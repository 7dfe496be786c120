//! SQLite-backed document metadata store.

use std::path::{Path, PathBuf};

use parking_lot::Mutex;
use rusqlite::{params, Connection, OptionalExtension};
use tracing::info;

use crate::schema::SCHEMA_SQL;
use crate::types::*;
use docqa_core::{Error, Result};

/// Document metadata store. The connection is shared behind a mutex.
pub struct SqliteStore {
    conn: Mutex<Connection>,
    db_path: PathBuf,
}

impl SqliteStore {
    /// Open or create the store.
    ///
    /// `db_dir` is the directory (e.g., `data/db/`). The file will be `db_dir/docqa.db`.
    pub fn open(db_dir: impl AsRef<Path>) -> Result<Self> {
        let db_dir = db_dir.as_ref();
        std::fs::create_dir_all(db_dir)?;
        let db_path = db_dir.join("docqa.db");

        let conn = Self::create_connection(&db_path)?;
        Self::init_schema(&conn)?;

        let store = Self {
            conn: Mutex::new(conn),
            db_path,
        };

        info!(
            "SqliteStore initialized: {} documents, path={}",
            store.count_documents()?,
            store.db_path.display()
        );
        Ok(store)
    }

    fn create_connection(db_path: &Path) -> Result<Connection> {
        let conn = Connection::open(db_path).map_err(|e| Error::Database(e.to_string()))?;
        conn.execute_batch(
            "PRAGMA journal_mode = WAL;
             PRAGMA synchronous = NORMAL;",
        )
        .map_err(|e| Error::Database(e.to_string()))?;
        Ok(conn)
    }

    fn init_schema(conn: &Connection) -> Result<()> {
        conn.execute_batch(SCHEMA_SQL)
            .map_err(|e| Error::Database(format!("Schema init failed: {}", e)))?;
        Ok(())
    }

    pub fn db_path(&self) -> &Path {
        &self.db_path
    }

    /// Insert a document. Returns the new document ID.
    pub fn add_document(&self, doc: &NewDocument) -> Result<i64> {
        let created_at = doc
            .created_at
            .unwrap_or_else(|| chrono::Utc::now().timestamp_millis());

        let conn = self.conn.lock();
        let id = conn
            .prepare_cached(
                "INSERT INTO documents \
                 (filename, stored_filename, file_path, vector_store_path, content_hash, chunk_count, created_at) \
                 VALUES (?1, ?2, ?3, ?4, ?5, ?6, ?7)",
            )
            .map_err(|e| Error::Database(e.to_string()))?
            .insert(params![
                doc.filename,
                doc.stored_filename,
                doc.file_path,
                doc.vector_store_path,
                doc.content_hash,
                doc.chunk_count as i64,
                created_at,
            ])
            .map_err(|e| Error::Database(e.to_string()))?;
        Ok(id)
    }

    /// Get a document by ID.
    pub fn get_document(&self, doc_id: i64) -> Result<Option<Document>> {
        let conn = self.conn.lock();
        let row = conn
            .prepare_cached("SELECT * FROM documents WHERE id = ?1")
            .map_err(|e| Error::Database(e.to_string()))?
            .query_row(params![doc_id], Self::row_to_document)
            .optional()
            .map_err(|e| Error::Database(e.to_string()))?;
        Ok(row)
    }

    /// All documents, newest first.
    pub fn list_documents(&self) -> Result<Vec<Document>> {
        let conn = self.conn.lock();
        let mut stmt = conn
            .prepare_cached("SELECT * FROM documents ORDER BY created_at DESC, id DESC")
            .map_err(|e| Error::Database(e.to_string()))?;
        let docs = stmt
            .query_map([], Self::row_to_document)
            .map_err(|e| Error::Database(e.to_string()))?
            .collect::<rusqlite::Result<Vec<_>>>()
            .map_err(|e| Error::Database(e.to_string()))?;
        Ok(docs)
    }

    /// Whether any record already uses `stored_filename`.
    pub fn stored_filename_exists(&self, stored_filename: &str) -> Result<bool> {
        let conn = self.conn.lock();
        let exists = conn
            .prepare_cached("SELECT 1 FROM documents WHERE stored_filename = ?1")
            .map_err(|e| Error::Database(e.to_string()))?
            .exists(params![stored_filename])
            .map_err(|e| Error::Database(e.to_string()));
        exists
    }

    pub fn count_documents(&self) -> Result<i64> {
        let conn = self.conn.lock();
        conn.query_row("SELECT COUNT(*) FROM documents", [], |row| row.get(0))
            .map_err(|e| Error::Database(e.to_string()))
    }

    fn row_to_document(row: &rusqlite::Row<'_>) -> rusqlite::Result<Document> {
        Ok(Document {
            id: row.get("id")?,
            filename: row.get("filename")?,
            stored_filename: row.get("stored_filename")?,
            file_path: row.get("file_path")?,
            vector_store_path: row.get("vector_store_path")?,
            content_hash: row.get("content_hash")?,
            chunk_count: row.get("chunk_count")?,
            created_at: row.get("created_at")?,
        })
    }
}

● YOUR OBJECTIVE
The result consists of the line with "let row = conn" through the last line of the entries above, repeated exactly and with nothing else.

● RESPONSE TO THIS TASK
        let row = conn
            .prepare_cached("SELECT * FROM documents WHERE id = ?1")
            .map_err(|e| Error::Database(e.to_string()))?
            .query_row(params![doc_id], Self::row_to_document)
            .optional()
            .map_err(|e| Error::Database(e.to_string()))?;
        Ok(row)
    }

    /// All documents, newest first.
    pub fn list_documents(&self) -> Result<Vec<Document>> {
        let conn = self.conn.lock();
        let mut stmt = conn
            .prepare_cached("SELECT * FROM documents ORDER BY created_at DESC, id DESC")
            .map_err(|e| Error::Database(e.to_string()))?;
        let docs = stmt
            .query_map([], Self::row_to_document)
            .map_err(|e| Error::Database(e.to_string()))?
            .collect::<rusqlite::Result<Vec<_>>>()
            .map_err(|e| Error::Database(e.to_string()))?;
        Ok(docs)
    }

    /// Whether any record already uses `stored_filename`.
    pub fn stored_filename_exists(&self, stored_filename: &str) -> Result<bool> {
        let conn = self.conn.lock();
        let exists = conn
            .prepare_cached("SELECT 1 FROM documents WHERE stored_filename = ?1")
            .map_err(|e| Error::Database(e.to_string()))?
            .exists(params![stored_filename])
            .map_err(|e| Error::Database(e.to_string()));
        exists
    }

    pub fn count_documents(&self) -> Result<i64> {
        let conn = self.conn.lock();
        conn.query_row("SELECT COUNT(*) FROM documents", [], |row| row.get(0))
            .map_err(|e| Error::Database(e.to_string()))
    }

    fn row_to_document(row: &rusqlite::Row<'_>) -> rusqlite::Result<Document> {
        Ok(Document {
            id: row.get("id")?,
            filename: row.get("filename")?,
            stored_filename: row.get("stored_filename")?,
            file_path: row.get("file_path")?,
            vector_store_path: row.get("vector_store_path")?,
            content_hash: row.get("content_hash")?,
            chunk_count: row.get("chunk_count")?,
            created_at: row.get("created_at")?,
        })
    }
}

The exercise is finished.